§ **WORK TO COMPLETE**
Copy out the records below exactly as they appear.

Collected data:
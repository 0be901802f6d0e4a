//! Configuration management module
//!
//! Handles loading, saving, and validation of the API connection settings
//! and user preferences.

use serde::{Deserialize, Serialize};
use std::fs;
use std::path::{Path, PathBuf};
use std::time::Duration;

use crate::session::timer::{MAX_REST_SECS, MIN_REST_SECS, REST_STEP_SECS};
use crate::{MysetError, Result, API_ROOT_ENV, APP_NAME, CONFIG_FILE, LOG_FILE};

/// Top-level configuration file
#[derive(Debug, Clone, PartialEq, Serialize, Deserialize, Default)]
#[serde(default)]
pub struct AppConfig {
    pub api: ApiConfig,
    pub training: TrainingConfig,
    pub ui: UiConfig,
    pub log: LogConfig,
}

/// Connection to the training backend
#[derive(Debug, Clone, PartialEq, Serialize, Deserialize)]
#[serde(default)]
pub struct ApiConfig {
    /// API root, e.g. `http://localhost`
    pub base_url: String,
    /// Per-request timeout in seconds
    pub timeout_secs: u64,
    /// Sent as `X-CSRFToken`
    #[serde(skip_serializing_if = "Option::is_none")]
    pub csrf_token: Option<String>,
    /// Sent as the `Cookie` header
    #[serde(skip_serializing_if = "Option::is_none")]
    pub session_cookie: Option<String>,
    /// Attempts for read-only fetches
    pub fetch_attempts: usize,
}

impl Default for ApiConfig {
    fn default() -> Self {
        Self {
            base_url: "http://localhost".to_string(),
            timeout_secs: 10,
            csrf_token: None,
            session_cookie: None,
            fetch_attempts: 3,
        }
    }
}

impl ApiConfig {
    pub fn timeout(&self) -> Duration {
        Duration::from_secs(self.timeout_secs)
    }
}

#[derive(Debug, Clone, PartialEq, Serialize, Deserialize)]
#[serde(default)]
pub struct TrainingConfig {
    /// Default rest between sets
    pub rest_secs: u64,
}

impl Default for TrainingConfig {
    fn default() -> Self {
        Self { rest_secs: 60 }
    }
}

#[derive(Debug, Clone, PartialEq, Serialize, Deserialize)]
#[serde(default)]
pub struct UiConfig {
    /// Event poll interval of the terminal loop
    pub tick_rate_ms: u64,
}

impl Default for UiConfig {
    fn default() -> Self {
        Self { tick_rate_ms: 250 }
    }
}

impl UiConfig {
    pub fn tick_rate(&self) -> Duration {
        Duration::from_millis(self.tick_rate_ms)
    }
}

#[derive(Debug, Clone, PartialEq, Serialize, Deserialize)]
#[serde(default)]
pub struct LogConfig {
    /// Filter directive, e.g. `info` or `mysetrun=debug`
    pub level: String,
    /// Log file; defaults to the data directory
    #[serde(skip_serializing_if = "Option::is_none")]
    pub file: Option<PathBuf>,
}

impl Default for LogConfig {
    fn default() -> Self {
        Self {
            level: "info".to_string(),
            file: None,
        }
    }
}

impl LogConfig {
    /// Configured log file or `$DATA_DIR/mysetrun/mysetrun.log`
    pub fn file_path(&self) -> Result<PathBuf> {
        if let Some(file) = &self.file {
            return Ok(file.clone());
        }
        let data_dir = dirs::data_dir().ok_or_else(|| {
            MysetError::Config("Unable to determine data directory".to_string())
        })?;
        Ok(data_dir.join(APP_NAME).join(LOG_FILE))
    }
}

impl AppConfig {
    pub fn new() -> Self {
        Self::default()
    }

    /// Validate the configuration parameters
    pub fn validate(&self) -> Result<()> {
        let url = self.api.base_url.trim();
        if url.is_empty() {
            return Err(MysetError::Config("API base URL must not be empty".to_string()));
        }
        if !(url.starts_with("http://") || url.starts_with("https://")) {
            return Err(MysetError::Config(format!(
                "API base URL must start with http:// or https://: {}",
                url
            )));
        }

        if self.api.timeout_secs == 0 {
            return Err(MysetError::Config(
                "API timeout must be greater than 0".to_string(),
            ));
        }

        const MAX_TIMEOUT_SECS: u64 = 300;
        if self.api.timeout_secs > MAX_TIMEOUT_SECS {
            return Err(MysetError::Config(format!(
                "API timeout too long: {}s (max: {}s)",
                self.api.timeout_secs, MAX_TIMEOUT_SECS
            )));
        }

        if self.api.fetch_attempts == 0 || self.api.fetch_attempts > 10 {
            return Err(MysetError::Config(
                "Fetch attempts must be between 1 and 10".to_string(),
            ));
        }

        let rest = self.training.rest_secs;
        if !(MIN_REST_SECS..=MAX_REST_SECS).contains(&rest) {
            return Err(MysetError::Config(format!(
                "Rest must be between {} and {} seconds, got {}",
                MIN_REST_SECS, MAX_REST_SECS, rest
            )));
        }
        if rest % REST_STEP_SECS != 0 {
            return Err(MysetError::Config(format!(
                "Rest must be a multiple of {} seconds, got {}",
                REST_STEP_SECS, rest
            )));
        }

        if !(16..=2000).contains(&self.ui.tick_rate_ms) {
            return Err(MysetError::Config(
                "Tick rate must be between 16 and 2000 ms".to_string(),
            ));
        }

        if self.log.level.trim().is_empty() {
            return Err(MysetError::Config("Log level must not be empty".to_string()));
        }

        Ok(())
    }

    /// Set the API root
    pub fn with_base_url(mut self, url: impl Into<String>) -> Self {
        self.api.base_url = url.into();
        self
    }

    /// Set the default rest between sets
    pub fn with_rest_secs(mut self, secs: u64) -> Self {
        self.training.rest_secs = secs;
        self
    }

    /// Set the log filter
    pub fn with_log_level(mut self, level: impl Into<String>) -> Self {
        self.log.level = level.into();
        self
    }

    pub fn with_csrf_token(mut self, token: impl Into<String>) -> Self {
        self.api.csrf_token = Some(token.into());
        self
    }

    pub fn with_session_cookie(mut self, cookie: impl Into<String>) -> Self {
        self.api.session_cookie = Some(cookie.into());
        self
    }

    /// Apply an API root taken from the environment, if set and non-empty
    pub fn with_api_root_override(mut self, value: Option<String>) -> Self {
        if let Some(url) = value.filter(|v| !v.trim().is_empty()) {
            self.api.base_url = url;
        }
        self
    }

    /// Load configuration from the standard config file location.
    /// Returns default configuration if the file doesn't exist.
    /// `MYSETRUN_API_ROOT` overrides the base URL.
    pub fn load() -> Result<Self> {
        let config = Self::load_from(&Self::config_file_path()?)?
            .with_api_root_override(std::env::var(API_ROOT_ENV).ok());
        config.validate()?;
        Ok(config)
    }

    /// Load configuration from an explicit path
    pub fn load_from(path: &Path) -> Result<Self> {
        if !path.exists() {
            return Ok(Self::default());
        }

        let content = fs::read_to_string(path).map_err(|e| {
            MysetError::Config(format!("Failed to read config file {}: {}", path.display(), e))
        })?;

        let config: Self = toml::from_str(&content).map_err(|e| {
            MysetError::Config(format!("Failed to parse config file {}: {}", path.display(), e))
        })?;

        config.validate()?;

        Ok(config)
    }

    /// Save configuration to the standard config file location
    pub fn save(&self) -> Result<()> {
        self.save_to(&Self::config_file_path()?)
    }

    /// Save configuration to an explicit path
    pub fn save_to(&self, path: &Path) -> Result<()> {
        self.validate()?;

        if let Some(parent) = path.parent() {
            fs::create_dir_all(parent).map_err(|e| {
                MysetError::Config(format!(
                    "Failed to create config directory {}: {}",
                    parent.display(),
                    e
                ))
            })?;
        }

        let content = toml::to_string_pretty(self)?;

        fs::write(path, content).map_err(|e| {
            MysetError::Config(format!("Failed to write config file {}: {}", path.display(), e))
        })?;

        Ok(())
    }

    /// Get the standard configuration file path
    /// Uses $CONFIG_HOME/mysetrun/mysetrun.toml
    pub fn config_file_path() -> Result<PathBuf> {
        let config_dir = dirs::config_dir().ok_or_else(|| {
            MysetError::Config("Unable to determine config directory".to_string())
        })?;

        Ok(config_dir.join(APP_NAME).join(CONFIG_FILE))
    }
}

§ **ANSWER FOR THIS EXERCISE**
repository 0be901802f6d0e4a
//! Configuration management module
//!
//! Handles loading, saving, and validation of the API connection settings
//! and user preferences.

use serde::{Deserialize, Serialize};
use std::fs;
use std::path::{Path, PathBuf};
use std::time::Duration;

use crate::session::timer::{MAX_REST_SECS, MIN_REST_SECS, REST_STEP_SECS};
use crate::{MysetError, Result, API_ROOT_ENV, APP_NAME, CONFIG_FILE, LOG_FILE};

/// Top-level configuration file
#[derive(Debug, Clone, PartialEq, Serialize, Deserialize, Default)]
#[serde(default)]
pub struct AppConfig {
    pub api: ApiConfig,
    pub training: TrainingConfig,
    pub ui: UiConfig,
    pub log: LogConfig,
}

/// Connection to the training backend
#[derive(Debug, Clone, PartialEq, Serialize, Deserialize)]
#[serde(default)]
pub struct ApiConfig {
    /// API root, e.g. `http://localhost`
    pub base_url: String,
    /// Per-request timeout in seconds
    pub timeout_secs: u64,
    /// Sent as `X-CSRFToken`
    #[serde(skip_serializing_if = "Option::is_none")]
    pub csrf_token: Option<String>,
    /// Sent as the `Cookie` header
    #[serde(skip_serializing_if = "Option::is_none")]
    pub session_cookie: Option<String>,
    /// Attempts for read-only fetches
    pub fetch_attempts: usize,
}

impl Default for ApiConfig {
    fn default() -> Self {
        Self {
            base_url: "http://localhost".to_string(),
            timeout_secs: 10,
            csrf_token: None,
            session_cookie: None,
            fetch_attempts: 3,
        }
    }
}

impl ApiConfig {
    pub fn timeout(&self) -> Duration {
        Duration::from_secs(self.timeout_secs)
    }
}

#[derive(Debug, Clone, PartialEq, Serialize, Deserialize)]
#[serde(default)]
pub struct TrainingConfig {
    /// Default rest between sets
    pub rest_secs: u64,
}

impl Default for TrainingConfig {
    fn default() -> Self {
        Self { rest_secs: 60 }
    }
}

#[derive(Debug, Clone, PartialEq, Serialize, Deserialize)]
#[serde(default)]
pub struct UiConfig {
    /// Event poll interval of the terminal loop
    pub tick_rate_ms: u64,
}

impl Default for UiConfig {
    fn default() -> Self {
        Self { tick_rate_ms: 250 }
    }
}

impl UiConfig {
    pub fn tick_rate(&self) -> Duration {
        Duration::from_millis(self.tick_rate_ms)
    }
}

#[derive(Debug, Clone, PartialEq, Serialize, Deserialize)]
#[serde(default)]
pub struct LogConfig {
    /// Filter directive, e.g. `info` or `mysetrun=debug`
    pub level: String,
    /// Log file; defaults to the data directory
    #[serde(skip_serializing_if = "Option::is_none")]
    pub file: Option<PathBuf>,
}

impl Default for LogConfig {
    fn default() -> Self {
        Self {
            level: "info".to_string(),
            file: None,
        }
    }
}

impl LogConfig {
    /// Configured log file or `$DATA_DIR/mysetrun/mysetrun.log`
    pub fn file_path(&self) -> Result<PathBuf> {
        if let Some(file) = &self.file {
            return Ok(file.clone());
        }
        let data_dir = dirs::data_dir().ok_or_else(|| {
            MysetError::Config("Unable to determine data directory".to_string())
        })?;
        Ok(data_dir.join(APP_NAME).join(LOG_FILE))
    }
}

impl AppConfig {
    pub fn new() -> Self {
        Self::default()
    }

    /// Validate the configuration parameters
    pub fn validate(&self) -> Result<()> {
        let url = self.api.base_url.trim();
        if url.is_empty() {
            return Err(MysetError::Config("API base URL must not be empty".to_string()));
        }
        if !(url.starts_with("http://") || url.starts_with("https://")) {
            return Err(MysetError::Config(format!(
                "API base URL must start with http:// or https://: {}",
                url
            )));
        }

        if self.api.timeout_secs == 0 {
            return Err(MysetError::Config(
                "API timeout must be greater than 0".to_string(),
            ));
        }

        const MAX_TIMEOUT_SECS: u64 = 300;
        if self.api.timeout_secs > MAX_TIMEOUT_SECS {
            return Err(MysetError::Config(format!(
                "API timeout too long: {}s (max: {}s)",
                self.api.timeout_secs, MAX_TIMEOUT_SECS
            )));
        }

        if self.api.fetch_attempts == 0 || self.api.fetch_attempts > 10 {
            return Err(MysetError::Config(
                "Fetch attempts must be between 1 and 10".to_string(),
            ));
        }

        let rest = self.training.rest_secs;
        if !(MIN_REST_SECS..=MAX_REST_SECS).contains(&rest) {
            return Err(MysetError::Config(format!(
                "Rest must be between {} and {} seconds, got {}",
                MIN_REST_SECS, MAX_REST_SECS, rest
            )));
        }
        if rest % REST_STEP_SECS != 0 {
            return Err(MysetError::Config(format!(
                "Rest must be a multiple of {} seconds, got {}",
                REST_STEP_SECS, rest
            )));
        }

        if !(16..=2000).contains(&self.ui.tick_rate_ms) {
            return Err(MysetError::Config(
                "Tick rate must be between 16 and 2000 ms".to_string(),
            ));
        }

        if self.log.level.trim().is_empty() {
            return Err(MysetError::Config("Log level must not be empty".to_string()));
        }

        Ok(())
    }

    /// Set the API root
    pub fn with_base_url(mut self, url: impl Into<String>) -> Self {
        self.api.base_url = url.into();
        self
    }

    /// Set the default rest between sets
    pub fn with_rest_secs(mut self, secs: u64) -> Self {
        self.training.rest_secs = secs;
        self
    }

    /// Set the log filter
    pub fn with_log_level(mut self, level: impl Into<String>) -> Self {
        self.log.level = level.into();
        self
    }

    pub fn with_csrf_token(mut self, token: impl Into<String>) -> Self {
        self.api.csrf_token = Some(token.into());
        self
    }

    pub fn with_session_cookie(mut self, cookie: impl Into<String>) -> Self {
        self.api.session_cookie = Some(cookie.into());
        self
    }

    /// Apply an API root taken from the environment, if set and non-empty
    pub fn with_api_root_override(mut self, value: Option<String>) -> Self {
        if let Some(url) = value.filter(|v| !v.trim().is_empty()) {
            self.api.base_url = url;
        }
        self
    }

    /// Load configuration from the standard config file location.
    /// Returns default configuration if the file doesn't exist.
    /// `MYSETRUN_API_ROOT` overrides the base URL.
    pub fn load() -> Result<Self> {
        let config = Self::load_from(&Self::config_file_path()?)?
            .with_api_root_override(std::env::var(API_ROOT_ENV).ok());
        config.validate()?;
        Ok(config)
    }

    /// Load configuration from an explicit path
    pub fn load_from(path: &Path) -> Result<Self> {
        if !path.exists() {
            return Ok(Self::default());
        }

        let content = fs::read_to_string(path).map_err(|e| {
            MysetError::Config(format!("Failed to read config file {}: {}", path.display(), e))
        })?;

        let config: Self = toml::from_str(&content).map_err(|e| {
            MysetError::Config(format!("Failed to parse config file {}: {}", path.display(), e))
        })?;

        config.validate()?;

        Ok(config)
    }

    /// Save configuration to the standard config file location
    pub fn save(&self) -> Result<()> {
        self.save_to(&Self::config_file_path()?)
    }

    /// Save configuration to an explicit path
    pub fn save_to(&self, path: &Path) -> Result<()> {
        self.validate()?;

        if let Some(parent) = path.parent() {
            fs::create_dir_all(parent).map_err(|e| {
                MysetError::Config(format!(
                    "Failed to create config directory {}: {}",
                    parent.display(),
                    e
                ))
            })?;
        }

        let content = toml::to_string_pretty(self)?;

        fs::write(path, content).map_err(|e| {
            MysetError::Config(format!("Failed to write config file {}: {}", path.display(), e))
        })?;

        Ok(())
    }

    /// Get the standard configuration file path
    /// Uses $CONFIG_HOME/mysetrun/mysetrun.toml
    pub fn config_file_path() -> Result<PathBuf> {
        let config_dir = dirs::config_dir().ok_or_else(|| {
            MysetError::Config("Unable to determine config directory".to_string())
        })?;

        Ok(config_dir.join(APP_NAME).join(CONFIG_FILE))
    }
}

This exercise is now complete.